◆ Exercise objective ◆
Could you write out the lines below exactly, beginning with the first and finishing with the one that contains "use crate::stream::StreamConnection;"?

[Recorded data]
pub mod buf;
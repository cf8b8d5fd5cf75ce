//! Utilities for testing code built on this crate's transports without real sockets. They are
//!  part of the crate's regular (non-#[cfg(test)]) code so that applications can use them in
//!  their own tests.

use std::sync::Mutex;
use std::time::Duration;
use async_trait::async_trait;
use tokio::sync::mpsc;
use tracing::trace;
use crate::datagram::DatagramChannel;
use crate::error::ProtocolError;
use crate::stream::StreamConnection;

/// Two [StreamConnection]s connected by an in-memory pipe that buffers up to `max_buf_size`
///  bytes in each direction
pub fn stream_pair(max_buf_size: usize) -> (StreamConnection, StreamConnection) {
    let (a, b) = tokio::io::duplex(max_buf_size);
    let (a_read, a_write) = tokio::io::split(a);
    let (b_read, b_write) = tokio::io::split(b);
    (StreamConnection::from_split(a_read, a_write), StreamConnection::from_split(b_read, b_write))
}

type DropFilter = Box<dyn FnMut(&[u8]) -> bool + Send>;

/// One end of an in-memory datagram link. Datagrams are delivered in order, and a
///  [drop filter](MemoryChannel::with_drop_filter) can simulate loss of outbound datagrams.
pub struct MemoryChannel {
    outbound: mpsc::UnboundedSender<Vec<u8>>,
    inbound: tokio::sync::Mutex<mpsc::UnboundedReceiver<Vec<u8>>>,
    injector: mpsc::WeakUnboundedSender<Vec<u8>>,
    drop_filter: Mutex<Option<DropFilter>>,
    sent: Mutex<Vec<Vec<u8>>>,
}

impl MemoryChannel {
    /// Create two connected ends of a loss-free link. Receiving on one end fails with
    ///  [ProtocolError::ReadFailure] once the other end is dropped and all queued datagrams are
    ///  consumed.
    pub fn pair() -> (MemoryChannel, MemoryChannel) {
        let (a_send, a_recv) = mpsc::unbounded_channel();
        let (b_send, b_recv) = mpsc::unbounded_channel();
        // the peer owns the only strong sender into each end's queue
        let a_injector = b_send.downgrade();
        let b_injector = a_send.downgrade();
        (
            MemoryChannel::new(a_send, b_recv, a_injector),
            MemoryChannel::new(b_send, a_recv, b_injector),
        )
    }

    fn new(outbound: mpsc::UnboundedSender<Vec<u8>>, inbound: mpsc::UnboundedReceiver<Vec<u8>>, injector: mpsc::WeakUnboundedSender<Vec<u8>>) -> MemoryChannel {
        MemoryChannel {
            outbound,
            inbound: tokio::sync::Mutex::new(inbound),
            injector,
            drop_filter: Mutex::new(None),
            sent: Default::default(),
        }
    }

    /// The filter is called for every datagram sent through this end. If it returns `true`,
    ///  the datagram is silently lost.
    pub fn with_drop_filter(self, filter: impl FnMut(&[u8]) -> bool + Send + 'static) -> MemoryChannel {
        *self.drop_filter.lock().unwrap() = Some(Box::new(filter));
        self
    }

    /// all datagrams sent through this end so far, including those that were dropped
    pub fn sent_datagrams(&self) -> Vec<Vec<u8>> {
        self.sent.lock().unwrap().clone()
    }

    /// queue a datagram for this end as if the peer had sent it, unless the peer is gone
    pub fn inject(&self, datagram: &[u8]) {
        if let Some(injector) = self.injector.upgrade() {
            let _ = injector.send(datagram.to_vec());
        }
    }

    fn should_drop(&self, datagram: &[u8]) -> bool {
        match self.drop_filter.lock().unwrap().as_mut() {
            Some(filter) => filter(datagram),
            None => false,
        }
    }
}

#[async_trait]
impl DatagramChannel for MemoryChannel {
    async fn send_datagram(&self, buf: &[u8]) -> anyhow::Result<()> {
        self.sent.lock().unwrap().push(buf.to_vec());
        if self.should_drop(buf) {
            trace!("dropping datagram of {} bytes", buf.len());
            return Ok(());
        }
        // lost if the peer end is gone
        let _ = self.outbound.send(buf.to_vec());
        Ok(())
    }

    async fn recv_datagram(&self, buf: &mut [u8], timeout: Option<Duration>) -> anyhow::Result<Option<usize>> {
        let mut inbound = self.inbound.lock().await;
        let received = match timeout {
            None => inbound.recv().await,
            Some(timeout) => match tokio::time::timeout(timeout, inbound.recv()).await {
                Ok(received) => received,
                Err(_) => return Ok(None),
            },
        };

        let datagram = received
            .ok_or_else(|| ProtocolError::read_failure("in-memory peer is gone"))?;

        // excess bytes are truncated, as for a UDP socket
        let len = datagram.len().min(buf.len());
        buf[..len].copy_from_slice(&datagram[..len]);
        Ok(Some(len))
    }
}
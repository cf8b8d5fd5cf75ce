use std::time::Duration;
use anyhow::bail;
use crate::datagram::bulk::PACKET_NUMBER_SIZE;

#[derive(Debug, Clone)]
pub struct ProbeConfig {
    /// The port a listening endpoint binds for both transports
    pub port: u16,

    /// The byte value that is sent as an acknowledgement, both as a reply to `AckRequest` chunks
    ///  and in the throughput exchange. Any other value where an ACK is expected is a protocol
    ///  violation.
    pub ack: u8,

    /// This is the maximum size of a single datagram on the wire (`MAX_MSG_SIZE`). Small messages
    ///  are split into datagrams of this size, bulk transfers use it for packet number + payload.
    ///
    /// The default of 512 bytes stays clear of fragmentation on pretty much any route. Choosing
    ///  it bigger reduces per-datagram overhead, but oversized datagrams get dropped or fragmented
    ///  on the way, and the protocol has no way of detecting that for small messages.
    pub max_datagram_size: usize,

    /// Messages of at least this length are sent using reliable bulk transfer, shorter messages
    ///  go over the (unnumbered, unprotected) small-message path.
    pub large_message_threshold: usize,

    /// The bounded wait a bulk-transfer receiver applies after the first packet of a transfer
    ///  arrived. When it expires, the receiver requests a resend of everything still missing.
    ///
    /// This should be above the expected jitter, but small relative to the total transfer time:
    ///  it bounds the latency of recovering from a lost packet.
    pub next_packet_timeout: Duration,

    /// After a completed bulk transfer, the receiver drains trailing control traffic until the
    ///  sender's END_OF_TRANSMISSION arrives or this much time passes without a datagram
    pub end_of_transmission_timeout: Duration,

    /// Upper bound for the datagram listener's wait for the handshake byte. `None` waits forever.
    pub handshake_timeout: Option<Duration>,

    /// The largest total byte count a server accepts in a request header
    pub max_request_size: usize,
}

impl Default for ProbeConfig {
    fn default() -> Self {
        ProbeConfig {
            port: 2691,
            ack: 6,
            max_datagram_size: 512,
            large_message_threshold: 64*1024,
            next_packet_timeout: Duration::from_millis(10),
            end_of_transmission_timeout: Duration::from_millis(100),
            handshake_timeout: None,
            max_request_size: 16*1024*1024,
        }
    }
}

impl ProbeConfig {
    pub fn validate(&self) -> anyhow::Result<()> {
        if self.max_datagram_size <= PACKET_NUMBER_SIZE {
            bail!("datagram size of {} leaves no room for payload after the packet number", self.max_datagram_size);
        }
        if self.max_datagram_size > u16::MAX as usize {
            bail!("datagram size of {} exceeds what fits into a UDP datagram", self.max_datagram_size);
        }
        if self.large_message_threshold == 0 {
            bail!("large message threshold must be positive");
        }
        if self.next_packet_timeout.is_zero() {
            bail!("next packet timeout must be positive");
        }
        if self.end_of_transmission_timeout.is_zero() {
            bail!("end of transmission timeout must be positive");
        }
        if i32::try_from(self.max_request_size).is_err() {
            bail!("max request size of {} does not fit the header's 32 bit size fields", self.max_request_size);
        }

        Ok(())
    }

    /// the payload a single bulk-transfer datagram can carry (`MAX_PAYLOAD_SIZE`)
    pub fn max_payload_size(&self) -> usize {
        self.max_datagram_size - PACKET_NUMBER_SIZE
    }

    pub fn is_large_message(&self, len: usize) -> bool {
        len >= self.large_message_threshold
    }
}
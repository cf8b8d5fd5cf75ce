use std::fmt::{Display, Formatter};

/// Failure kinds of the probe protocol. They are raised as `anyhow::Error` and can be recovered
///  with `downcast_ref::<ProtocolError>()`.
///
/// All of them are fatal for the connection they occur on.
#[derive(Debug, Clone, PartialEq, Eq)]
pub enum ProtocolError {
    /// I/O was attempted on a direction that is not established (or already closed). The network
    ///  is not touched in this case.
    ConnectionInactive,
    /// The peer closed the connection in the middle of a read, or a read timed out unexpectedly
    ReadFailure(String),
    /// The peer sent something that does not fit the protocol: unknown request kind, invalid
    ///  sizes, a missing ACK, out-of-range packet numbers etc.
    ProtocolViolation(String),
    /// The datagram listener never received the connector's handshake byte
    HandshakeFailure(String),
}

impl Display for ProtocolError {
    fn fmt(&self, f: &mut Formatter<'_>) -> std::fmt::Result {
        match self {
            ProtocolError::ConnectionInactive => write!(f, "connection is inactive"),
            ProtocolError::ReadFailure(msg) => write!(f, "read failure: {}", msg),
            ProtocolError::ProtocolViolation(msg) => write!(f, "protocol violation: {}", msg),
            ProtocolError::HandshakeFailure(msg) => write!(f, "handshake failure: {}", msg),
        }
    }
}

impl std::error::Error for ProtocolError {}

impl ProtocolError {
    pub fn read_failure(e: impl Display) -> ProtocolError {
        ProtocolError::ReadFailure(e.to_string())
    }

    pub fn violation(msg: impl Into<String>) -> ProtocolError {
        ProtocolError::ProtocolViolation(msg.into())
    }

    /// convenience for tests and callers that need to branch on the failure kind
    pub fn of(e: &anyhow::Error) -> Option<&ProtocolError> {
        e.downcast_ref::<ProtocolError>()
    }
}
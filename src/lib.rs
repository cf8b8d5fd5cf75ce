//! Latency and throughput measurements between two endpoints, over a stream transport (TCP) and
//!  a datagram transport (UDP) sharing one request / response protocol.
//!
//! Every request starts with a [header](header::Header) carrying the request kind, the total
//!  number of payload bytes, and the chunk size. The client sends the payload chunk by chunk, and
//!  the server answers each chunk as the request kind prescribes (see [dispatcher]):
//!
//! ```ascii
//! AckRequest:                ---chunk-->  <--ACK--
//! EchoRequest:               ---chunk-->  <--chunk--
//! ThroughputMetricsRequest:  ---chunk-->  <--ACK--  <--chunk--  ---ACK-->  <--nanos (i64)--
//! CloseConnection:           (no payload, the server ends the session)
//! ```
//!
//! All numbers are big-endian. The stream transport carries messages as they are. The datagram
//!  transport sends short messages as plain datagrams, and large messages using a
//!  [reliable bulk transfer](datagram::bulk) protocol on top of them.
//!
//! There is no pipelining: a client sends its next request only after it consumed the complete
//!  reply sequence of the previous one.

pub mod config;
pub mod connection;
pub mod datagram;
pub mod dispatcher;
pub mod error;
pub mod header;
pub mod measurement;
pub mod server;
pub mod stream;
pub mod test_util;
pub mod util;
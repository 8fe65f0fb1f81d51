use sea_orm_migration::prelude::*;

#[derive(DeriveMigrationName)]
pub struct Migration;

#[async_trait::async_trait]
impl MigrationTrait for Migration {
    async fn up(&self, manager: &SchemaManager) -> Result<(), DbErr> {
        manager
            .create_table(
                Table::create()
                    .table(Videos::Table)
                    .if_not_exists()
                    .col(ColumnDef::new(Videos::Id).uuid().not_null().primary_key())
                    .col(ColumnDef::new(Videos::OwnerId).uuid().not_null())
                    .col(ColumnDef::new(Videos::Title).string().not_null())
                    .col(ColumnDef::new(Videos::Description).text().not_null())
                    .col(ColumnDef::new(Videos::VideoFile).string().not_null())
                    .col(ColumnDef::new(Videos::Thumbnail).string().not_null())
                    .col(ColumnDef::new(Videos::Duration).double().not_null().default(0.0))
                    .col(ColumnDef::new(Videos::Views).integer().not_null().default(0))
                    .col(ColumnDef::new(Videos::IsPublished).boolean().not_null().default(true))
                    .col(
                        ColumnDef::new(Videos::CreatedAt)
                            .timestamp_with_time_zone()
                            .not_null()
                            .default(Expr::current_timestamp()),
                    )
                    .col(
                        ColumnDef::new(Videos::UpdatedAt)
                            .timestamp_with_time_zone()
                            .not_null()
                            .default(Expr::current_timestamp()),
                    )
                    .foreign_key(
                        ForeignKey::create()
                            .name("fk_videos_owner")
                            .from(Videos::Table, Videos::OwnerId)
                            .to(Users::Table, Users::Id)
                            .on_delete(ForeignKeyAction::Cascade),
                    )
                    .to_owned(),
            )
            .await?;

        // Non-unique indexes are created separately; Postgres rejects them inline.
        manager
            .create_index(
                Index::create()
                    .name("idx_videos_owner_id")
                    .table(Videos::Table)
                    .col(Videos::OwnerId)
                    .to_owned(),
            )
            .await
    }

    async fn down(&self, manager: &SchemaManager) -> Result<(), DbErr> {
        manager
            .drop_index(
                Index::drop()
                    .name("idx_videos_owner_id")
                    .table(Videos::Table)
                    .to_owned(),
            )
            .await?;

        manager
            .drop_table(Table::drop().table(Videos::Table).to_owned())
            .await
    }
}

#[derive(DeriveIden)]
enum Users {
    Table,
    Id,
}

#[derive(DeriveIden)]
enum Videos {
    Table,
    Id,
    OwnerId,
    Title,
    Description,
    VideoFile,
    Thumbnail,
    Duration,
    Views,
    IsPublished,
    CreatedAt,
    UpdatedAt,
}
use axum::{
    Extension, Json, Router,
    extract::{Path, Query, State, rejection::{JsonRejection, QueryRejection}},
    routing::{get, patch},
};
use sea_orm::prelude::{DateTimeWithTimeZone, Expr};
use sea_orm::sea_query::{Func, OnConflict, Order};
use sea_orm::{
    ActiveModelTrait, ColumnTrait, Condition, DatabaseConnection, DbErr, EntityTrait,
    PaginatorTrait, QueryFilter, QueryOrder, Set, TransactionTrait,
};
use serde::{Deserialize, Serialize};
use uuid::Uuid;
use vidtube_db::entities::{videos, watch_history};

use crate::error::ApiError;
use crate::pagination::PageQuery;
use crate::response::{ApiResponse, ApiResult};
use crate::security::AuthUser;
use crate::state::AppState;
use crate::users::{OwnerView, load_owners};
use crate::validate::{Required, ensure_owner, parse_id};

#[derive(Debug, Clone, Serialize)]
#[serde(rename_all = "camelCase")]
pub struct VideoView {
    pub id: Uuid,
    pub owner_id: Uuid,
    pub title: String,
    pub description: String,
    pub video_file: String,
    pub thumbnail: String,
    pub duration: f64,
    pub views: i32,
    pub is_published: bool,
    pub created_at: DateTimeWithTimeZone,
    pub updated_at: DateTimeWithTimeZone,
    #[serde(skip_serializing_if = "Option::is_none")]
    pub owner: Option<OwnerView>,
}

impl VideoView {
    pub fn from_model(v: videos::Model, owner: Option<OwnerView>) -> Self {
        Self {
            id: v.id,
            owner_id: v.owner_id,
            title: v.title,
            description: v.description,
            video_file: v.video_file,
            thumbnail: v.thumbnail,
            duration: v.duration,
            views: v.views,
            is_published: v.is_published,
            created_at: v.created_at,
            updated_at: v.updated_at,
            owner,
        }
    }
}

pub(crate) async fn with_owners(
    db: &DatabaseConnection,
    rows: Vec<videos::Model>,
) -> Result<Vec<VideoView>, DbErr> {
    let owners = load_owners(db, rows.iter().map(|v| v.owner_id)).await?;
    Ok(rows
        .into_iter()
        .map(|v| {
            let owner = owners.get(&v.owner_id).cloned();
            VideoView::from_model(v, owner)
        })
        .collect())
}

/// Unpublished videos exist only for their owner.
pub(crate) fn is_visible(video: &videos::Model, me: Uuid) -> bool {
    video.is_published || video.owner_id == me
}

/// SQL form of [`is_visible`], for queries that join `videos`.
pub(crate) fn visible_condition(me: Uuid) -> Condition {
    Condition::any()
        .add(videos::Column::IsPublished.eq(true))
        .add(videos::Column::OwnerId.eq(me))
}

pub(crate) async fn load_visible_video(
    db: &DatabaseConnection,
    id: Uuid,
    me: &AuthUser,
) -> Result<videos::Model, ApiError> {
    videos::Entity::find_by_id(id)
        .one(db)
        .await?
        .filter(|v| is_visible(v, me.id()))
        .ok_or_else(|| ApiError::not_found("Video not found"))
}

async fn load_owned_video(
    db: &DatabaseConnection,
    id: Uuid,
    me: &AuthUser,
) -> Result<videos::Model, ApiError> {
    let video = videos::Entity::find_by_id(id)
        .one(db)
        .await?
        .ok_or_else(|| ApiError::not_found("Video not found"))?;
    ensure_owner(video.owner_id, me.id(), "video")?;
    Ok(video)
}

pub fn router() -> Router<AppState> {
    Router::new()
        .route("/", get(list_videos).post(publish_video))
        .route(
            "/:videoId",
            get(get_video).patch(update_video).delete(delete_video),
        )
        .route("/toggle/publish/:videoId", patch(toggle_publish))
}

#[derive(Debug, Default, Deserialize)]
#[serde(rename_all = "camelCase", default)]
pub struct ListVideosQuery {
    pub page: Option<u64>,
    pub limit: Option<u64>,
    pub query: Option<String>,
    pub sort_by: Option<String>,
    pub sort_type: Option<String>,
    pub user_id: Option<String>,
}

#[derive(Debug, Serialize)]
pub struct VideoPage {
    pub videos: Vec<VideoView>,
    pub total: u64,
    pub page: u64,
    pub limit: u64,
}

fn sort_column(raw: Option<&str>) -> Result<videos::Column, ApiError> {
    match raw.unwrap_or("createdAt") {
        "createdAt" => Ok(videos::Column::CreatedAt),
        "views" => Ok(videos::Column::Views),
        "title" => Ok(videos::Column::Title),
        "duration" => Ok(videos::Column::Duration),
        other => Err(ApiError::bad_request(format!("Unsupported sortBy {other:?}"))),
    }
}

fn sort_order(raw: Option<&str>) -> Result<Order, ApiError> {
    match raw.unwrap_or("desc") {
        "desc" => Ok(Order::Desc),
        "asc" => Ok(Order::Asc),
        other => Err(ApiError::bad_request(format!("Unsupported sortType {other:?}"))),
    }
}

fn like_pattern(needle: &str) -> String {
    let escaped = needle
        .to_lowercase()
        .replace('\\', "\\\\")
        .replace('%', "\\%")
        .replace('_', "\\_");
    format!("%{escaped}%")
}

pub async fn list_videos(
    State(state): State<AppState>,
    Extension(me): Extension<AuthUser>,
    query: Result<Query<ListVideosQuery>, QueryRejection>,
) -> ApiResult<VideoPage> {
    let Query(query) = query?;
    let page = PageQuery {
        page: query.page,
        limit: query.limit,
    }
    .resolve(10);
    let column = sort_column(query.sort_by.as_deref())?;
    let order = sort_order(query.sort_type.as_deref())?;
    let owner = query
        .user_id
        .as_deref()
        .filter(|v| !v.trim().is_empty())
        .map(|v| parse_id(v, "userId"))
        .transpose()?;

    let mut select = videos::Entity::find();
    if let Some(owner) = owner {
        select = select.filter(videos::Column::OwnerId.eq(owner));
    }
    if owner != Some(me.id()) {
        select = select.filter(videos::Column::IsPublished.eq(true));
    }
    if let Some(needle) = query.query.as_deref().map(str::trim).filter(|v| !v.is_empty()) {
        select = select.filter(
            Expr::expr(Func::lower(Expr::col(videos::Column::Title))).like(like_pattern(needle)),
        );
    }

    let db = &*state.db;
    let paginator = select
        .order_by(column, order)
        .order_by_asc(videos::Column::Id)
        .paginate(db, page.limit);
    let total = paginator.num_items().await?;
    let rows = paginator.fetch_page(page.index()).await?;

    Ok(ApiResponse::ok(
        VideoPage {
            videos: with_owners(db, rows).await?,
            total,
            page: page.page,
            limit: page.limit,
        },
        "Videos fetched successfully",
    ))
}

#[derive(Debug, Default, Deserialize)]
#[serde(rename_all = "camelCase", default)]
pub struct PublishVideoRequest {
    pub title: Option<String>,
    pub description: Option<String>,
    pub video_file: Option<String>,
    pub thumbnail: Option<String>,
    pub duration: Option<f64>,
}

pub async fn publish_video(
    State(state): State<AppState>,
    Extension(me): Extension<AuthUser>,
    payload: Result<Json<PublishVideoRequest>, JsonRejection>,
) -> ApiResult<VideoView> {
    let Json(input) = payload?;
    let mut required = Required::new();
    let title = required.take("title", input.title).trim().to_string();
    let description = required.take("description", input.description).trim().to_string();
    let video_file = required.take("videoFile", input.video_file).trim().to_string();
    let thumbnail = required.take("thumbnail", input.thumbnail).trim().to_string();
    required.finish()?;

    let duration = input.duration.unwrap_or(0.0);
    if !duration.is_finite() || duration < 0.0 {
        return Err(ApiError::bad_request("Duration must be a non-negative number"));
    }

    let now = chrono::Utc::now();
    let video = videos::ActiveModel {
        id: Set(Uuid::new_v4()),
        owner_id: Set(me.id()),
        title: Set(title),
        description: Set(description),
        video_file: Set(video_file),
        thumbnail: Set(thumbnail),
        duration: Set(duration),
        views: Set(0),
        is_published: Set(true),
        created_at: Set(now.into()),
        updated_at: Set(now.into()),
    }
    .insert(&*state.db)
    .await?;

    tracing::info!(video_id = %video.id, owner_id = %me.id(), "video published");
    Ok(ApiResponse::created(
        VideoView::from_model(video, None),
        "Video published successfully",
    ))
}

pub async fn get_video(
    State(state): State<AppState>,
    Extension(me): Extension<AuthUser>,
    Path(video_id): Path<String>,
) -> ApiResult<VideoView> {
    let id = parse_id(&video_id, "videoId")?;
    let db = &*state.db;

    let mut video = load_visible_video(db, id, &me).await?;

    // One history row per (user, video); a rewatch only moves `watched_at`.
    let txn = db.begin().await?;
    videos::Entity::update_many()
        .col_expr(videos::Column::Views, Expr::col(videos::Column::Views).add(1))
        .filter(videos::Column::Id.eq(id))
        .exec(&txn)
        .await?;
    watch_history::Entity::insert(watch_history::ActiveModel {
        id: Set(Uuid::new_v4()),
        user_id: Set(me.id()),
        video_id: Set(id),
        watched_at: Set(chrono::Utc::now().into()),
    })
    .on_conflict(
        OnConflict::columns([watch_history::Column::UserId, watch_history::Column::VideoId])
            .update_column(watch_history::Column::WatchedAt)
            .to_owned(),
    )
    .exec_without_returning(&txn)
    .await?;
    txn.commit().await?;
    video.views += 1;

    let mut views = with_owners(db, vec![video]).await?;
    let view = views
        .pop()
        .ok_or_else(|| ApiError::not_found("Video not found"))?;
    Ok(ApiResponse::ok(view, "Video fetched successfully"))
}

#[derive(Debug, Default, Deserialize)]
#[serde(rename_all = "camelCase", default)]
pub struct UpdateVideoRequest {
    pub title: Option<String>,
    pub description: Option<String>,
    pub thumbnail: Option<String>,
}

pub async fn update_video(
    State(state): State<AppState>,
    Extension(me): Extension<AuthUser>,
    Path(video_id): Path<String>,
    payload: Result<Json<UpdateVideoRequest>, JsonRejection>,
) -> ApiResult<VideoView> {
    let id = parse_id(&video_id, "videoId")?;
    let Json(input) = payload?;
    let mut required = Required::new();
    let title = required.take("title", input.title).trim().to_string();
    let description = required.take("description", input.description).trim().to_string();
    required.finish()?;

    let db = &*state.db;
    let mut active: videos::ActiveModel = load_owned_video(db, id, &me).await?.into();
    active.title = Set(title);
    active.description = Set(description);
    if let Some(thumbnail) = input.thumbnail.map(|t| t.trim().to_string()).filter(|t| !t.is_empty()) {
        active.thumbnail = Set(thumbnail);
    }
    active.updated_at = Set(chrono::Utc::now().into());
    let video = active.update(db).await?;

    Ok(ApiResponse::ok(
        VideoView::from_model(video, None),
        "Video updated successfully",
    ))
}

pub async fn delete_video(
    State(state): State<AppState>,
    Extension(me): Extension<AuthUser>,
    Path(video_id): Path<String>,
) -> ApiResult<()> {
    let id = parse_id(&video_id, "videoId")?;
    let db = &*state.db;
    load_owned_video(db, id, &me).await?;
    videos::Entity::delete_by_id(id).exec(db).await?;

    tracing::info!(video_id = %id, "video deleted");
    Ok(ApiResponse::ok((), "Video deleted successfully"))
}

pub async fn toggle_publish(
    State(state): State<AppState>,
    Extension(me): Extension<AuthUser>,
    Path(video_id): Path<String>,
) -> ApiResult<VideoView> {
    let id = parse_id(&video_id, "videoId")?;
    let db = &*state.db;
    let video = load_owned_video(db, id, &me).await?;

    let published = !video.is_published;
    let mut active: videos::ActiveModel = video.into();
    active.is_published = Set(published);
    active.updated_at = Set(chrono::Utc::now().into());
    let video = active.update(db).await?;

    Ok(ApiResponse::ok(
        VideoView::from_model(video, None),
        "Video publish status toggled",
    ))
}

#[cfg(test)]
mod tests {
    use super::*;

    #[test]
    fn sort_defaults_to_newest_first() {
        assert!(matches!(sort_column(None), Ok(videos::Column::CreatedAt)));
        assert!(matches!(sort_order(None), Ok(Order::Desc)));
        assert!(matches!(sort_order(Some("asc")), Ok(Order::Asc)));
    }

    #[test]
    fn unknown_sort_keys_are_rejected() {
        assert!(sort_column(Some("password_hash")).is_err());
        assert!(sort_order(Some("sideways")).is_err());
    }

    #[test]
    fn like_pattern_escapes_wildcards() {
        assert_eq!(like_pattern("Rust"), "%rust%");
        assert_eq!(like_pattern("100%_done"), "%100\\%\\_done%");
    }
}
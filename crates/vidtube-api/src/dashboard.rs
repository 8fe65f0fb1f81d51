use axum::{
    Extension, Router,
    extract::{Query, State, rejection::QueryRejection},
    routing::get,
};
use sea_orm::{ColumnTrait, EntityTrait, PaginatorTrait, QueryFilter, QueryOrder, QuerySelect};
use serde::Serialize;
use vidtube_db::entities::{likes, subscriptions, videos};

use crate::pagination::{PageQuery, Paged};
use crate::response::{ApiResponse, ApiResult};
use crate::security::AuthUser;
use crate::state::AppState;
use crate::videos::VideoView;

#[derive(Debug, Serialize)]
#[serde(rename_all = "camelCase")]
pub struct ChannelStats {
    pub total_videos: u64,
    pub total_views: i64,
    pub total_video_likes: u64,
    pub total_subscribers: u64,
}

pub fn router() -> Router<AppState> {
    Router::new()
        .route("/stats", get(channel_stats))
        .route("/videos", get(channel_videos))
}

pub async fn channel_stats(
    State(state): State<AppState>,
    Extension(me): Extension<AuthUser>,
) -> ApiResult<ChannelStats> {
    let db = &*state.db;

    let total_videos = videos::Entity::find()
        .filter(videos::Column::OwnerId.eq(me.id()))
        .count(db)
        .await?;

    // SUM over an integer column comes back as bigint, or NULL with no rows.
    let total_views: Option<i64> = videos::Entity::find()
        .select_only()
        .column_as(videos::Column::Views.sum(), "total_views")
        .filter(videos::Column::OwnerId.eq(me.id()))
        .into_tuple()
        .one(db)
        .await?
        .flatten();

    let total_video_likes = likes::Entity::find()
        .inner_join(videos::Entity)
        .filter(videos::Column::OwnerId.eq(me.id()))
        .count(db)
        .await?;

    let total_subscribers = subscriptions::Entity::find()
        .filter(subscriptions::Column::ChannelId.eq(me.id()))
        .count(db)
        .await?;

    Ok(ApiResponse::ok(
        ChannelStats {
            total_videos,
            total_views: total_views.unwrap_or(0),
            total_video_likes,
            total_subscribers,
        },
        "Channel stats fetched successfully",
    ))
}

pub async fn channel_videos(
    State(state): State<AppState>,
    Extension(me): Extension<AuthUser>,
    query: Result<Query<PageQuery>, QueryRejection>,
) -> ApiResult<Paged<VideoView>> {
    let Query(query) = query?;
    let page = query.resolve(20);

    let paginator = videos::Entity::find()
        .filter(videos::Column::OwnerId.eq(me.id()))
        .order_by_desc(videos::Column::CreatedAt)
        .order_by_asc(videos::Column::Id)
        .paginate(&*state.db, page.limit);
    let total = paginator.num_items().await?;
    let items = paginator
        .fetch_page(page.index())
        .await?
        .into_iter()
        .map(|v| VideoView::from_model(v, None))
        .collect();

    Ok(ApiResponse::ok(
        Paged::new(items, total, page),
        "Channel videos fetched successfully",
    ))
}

◆ Result ◆
pub mod buf;
repository cf8b8d5fd5cf75ce
//! Utilities for testing code built on this crate's transports without real sockets. They are
//!  part of the crate's regular (non-#[cfg(test)]) code so that applications can use them in
//!  their own tests.

use std::sync::Mutex;
use std::time::Duration;
use async_trait::async_trait;
use tokio::sync::mpsc;
use tracing::trace;
use crate::datagram::DatagramChannel;
use crate::error::ProtocolError;
use crate::stream::StreamConnection;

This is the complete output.